Il est clair que toute tentative tendant à imposer de l’extérieur des phantasmes, des directives intellectuelles, se heurtera à l’écueil de l’indifférence et du scepticisme des nouvelles générations. L’éclosion de la personnalité se trouverait entravée par le moule conceptuel, comme c’est le cas de l’entrave causée au développement artistique des pays de l’Est par l’imposition du « réalisme socialiste ».

Toutefois, seuls ceux qui ont connu l’expérience de la création et sont conscients de l’aventure dans laquelle se trouve engagé l’homme en allant à la quête de soi, sont aptes à être les initiateurs. Les tenir éloignés des ateliers de création confiés aux administrateurs, correspondrait à employer les infirmiers et les brancardiers qui passent la camisole de force aux aliénés, en lieu et place des thérapeutes.

L’œuvre d’art est donc la projection de cet épanouissement individuel atteint dans le sein du collectif. C’est aussi le critère que le bien être collectif se trouve sur la voie de sa réalisation. Une politique qui n’assure pas l’équilibre individuel dans la libre créativité ne garantit pas pour autant l’équilibre social et culturel. Un tel concept jette délibérément le voile sur le fait qu’une véritable paix sociale passe par la somme d’heureux états d’âme démunis de toute angoisse convulsive. La floraison artistique s’en trouve être non seulement le témoignage le plus probant, mais aussi la source énergétique de la conscience de l’identité. La paix intérieure ne fait-elle pas suite à la décharge de l’exorcisé ?
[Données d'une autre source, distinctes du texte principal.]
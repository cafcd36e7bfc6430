//! Build-scoped component attribute storage.
//!
//! Rendering records one entry per component instance; the HTML transform
//! reads them back to emit hydration scripts. The store is owned by the build
//! orchestrator and handed to every render by reference.
//!
//! ```text
//! on_before_build ──► clear()
//! shortcode / page render ──► set(id, attrs)     (parallel, distinct ids)
//! html transform ──► get(id)                     (after all renders)
//! ```

use parking_lot::RwLock;
use rustc_hash::FxHashMap;
use serde::{Deserialize, Serialize};
use serde_json::Value;
use std::sync::atomic::{AtomicUsize, Ordering};

/// When a server-rendered instance is hydrated in the browser.
#[derive(Debug, Clone, Copy, Default, PartialEq, Eq, Hash, Serialize, Deserialize)]
#[serde(rename_all = "lowercase")]
pub enum Hydrate {
    /// Static markup, no client script.
    #[default]
    None,
    /// Mount as soon as the module loads.
    #[serde(alias = "load")]
    Eager,
    /// Mount when the anchor scrolls into view.
    #[serde(alias = "visible")]
    Lazy,
    /// Mount once the browser is idle.
    Idle,
}

impl Hydrate {
    pub const fn is_none(self) -> bool {
        matches!(self, Self::None)
    }

    /// Parse a shortcode or front-matter value, accepting aliases.
    pub fn parse(s: &str) -> Option<Self> {
        match s.trim().to_ascii_lowercase().as_str() {
            "none" | "static" => Some(Self::None),
            "eager" | "load" => Some(Self::Eager),
            "lazy" | "visible" => Some(Self::Lazy),
            "idle" => Some(Self::Idle),
            _ => None,
        }
    }
}

/// Hydration metadata for one rendered instance.
#[derive(Debug, Clone, PartialEq)]
pub struct ComponentAttrs {
    /// Name of the renderer that produced the markup.
    pub renderer: String,
    /// URL the browser imports the component module from.
    pub component: String,
    pub props: Value,
    pub hydrate: Hydrate,
    /// Server-rendered markup wrapped by the anchor element.
    pub anchor: String,
}

/// Instance id → attributes, cleared at the start of every build.
#[derive(Debug, Default)]
pub struct ComponentAttrStore {
    entries: RwLock<FxHashMap<String, ComponentAttrs>>,
}

impl ComponentAttrStore {
    pub fn new() -> Self {
        Self::default()
    }

    /// Discard every entry. Called once per build before rendering starts.
    pub fn clear(&self) {
        self.entries.write().clear();
    }

    /// Record or overwrite the entry for `id`.
    pub fn set(&self, id: impl Into<String>, attrs: ComponentAttrs) {
        self.entries.write().insert(id.into(), attrs);
    }

    pub fn get(&self, id: &str) -> Option<ComponentAttrs> {
        self.entries.read().get(id).cloned()
    }

    pub fn len(&self) -> usize {
        self.entries.read().len()
    }

    #[cfg(test)]
    pub fn is_empty(&self) -> bool {
        self.entries.read().is_empty()
    }
}

/// Hex digits of the source hash kept in every id.
const ID_PREFIX_LEN: usize = 16;

/// Mints instance ids for one source file.
///
/// Ids are `<prefix>-<n>` where the prefix is the first 16 hex digits of the
/// blake3 hash of the source path, so rebuilds of an unchanged page produce
/// the same ids.
#[derive(Debug)]
pub struct IdMinter {
    prefix: String,
    next: AtomicUsize,
}

impl IdMinter {
    pub fn new(source_key: &str) -> Self {
        let hash = blake3::hash(source_key.as_bytes()).to_hex();
        Self {
            prefix: hash.as_str()[..ID_PREFIX_LEN].to_owned(),
            next: AtomicUsize::new(0),
        }
    }

    /// Fresh id for the next inline component.
    pub fn next_id(&self) -> String {
        let n = self.next.fetch_add(1, Ordering::Relaxed);
        format!("{}-{n}", self.prefix)
    }

    /// Id of the page-level root.
    pub fn page_id(&self) -> String {
        format!("{}-page", self.prefix)
    }
}

#[cfg(test)]
mod tests {
    use super::*;
    use serde_json::json;

    fn attrs(renderer: &str) -> ComponentAttrs {
        ComponentAttrs {
            renderer: renderer.into(),
            component: "/_includes/Counter.svelte".into(),
            props: json!({ "count": 1 }),
            hydrate: Hydrate::Eager,
            anchor: "<button>1</button>".into(),
        }
    }

    #[test]
    fn test_set_get_overwrite() {
        let store = ComponentAttrStore::new();
        store.set("a-0", attrs("svelte"));
        assert_eq!(store.get("a-0").unwrap().renderer, "svelte");

        store.set("a-0", attrs("preact"));
        assert_eq!(store.get("a-0").unwrap().renderer, "preact");
        assert_eq!(store.len(), 1);
        assert!(store.get("missing").is_none());
    }

    #[test]
    fn test_empty_after_clear() {
        let store = ComponentAttrStore::new();
        store.set("a-0", attrs("svelte"));
        store.set("a-1", attrs("svelte"));
        store.clear();
        assert!(store.is_empty());
        assert!(store.get("a-0").is_none());
    }

    #[test]
    fn test_concurrent_writes_distinct_keys() {
        use rayon::prelude::*;
        let store = ComponentAttrStore::new();
        (0..64).into_par_iter().for_each(|i| store.set(format!("id-{i}"), attrs("svelte")));
        assert_eq!(store.len(), 64);
    }

    #[test]
    fn test_hydrate_serde_aliases() {
        let h: Hydrate = serde_json::from_str("\"visible\"").unwrap();
        assert_eq!(h, Hydrate::Lazy);
        let h: Hydrate = serde_json::from_str("\"load\"").unwrap();
        assert_eq!(h, Hydrate::Eager);
        assert_eq!(serde_json::to_string(&Hydrate::Idle).unwrap(), "\"idle\"");
        assert!(Hydrate::default().is_none());
    }

    #[test]
    fn test_hydrate_parse() {
        assert_eq!(Hydrate::parse("Eager"), Some(Hydrate::Eager));
        assert_eq!(Hydrate::parse("visible"), Some(Hydrate::Lazy));
        assert_eq!(Hydrate::parse("static"), Some(Hydrate::None));
        assert_eq!(Hydrate::parse("soon"), None);
    }

    #[test]
    fn test_id_minter_is_deterministic() {
        let a = IdMinter::new("blog/post.md");
        let b = IdMinter::new("blog/post.md");
        assert_eq!(a.next_id(), b.next_id());

        let first = a.next_id();
        assert!(first.ends_with("-1"));
        let (prefix, n) = first.rsplit_once('-').unwrap();
        assert_eq!(n, "1");
        assert_eq!(prefix.len(), 16);
        assert!(prefix.chars().all(|c| c.is_ascii_hexdigit()));
        assert!(a.page_id().ends_with("-page"));
        assert_ne!(IdMinter::new("other.md").page_id(), a.page_id());
    }
}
Les époques d’éclosion artistique inauguraient des temps d’heureuses confluences et d’équilibre entre les forces individuelles et collectives. C’est l’Hellénisme, la Renaissance en Europe, l’art du bronze au Bénin, l’époque du Jazz en Amérique. A ces grandes étapes du développement de la conscience, l’initiative créatrice se situe au même niveau de valeurs que les entreprises politiques. L’un n’a point priorité sur l’autre et ne se confondent pas les tâches. Là encore, les nouvelles générations refusent l’alternative d’une façade institutionnelle de la culture proposée à la place de l’effervescence culturelle. Que leur reste-t-il dans le présent ? La promesse d’une civilisation de l’Universel ?N’est-ce pas une vision poétique projetée sur la société des hommes et qui témoigne de l’universalité du poète ? C’est le souffle prophétique analogue à la foi en une société future des poètes utopiques. Rappel singulier d’une vision qui n’était pas de ce monde. J’entends le monde extérieur des conflits politiques et de leur irréductibilité. Projection certes, mais de l’idéal intérieur, en tant qu’elle apporte une saison de ferveur où se retrouve l’homme apaisé dans l’équilibre d’une âme collective. N’implique-t-elle pas l’intégration dans la « complétude » de la personnalité, de toutes les parts de la vie humaine à la possession desquelles aspire chacun de nous ? Ainsi, et qu’on me pardonne cette antienne que je me plais à répéter peut-être trop souvent : La civilisation de l’universel passe par la nécessité de joindre ici et maintenant les parts dispersées de l’homme.

[1] Cette vue résulte d’une thèse de Mathias Makang MBog du Cameroun « Essai de compréhension de la dynamique des psychothérapies africaines traditionnelles ».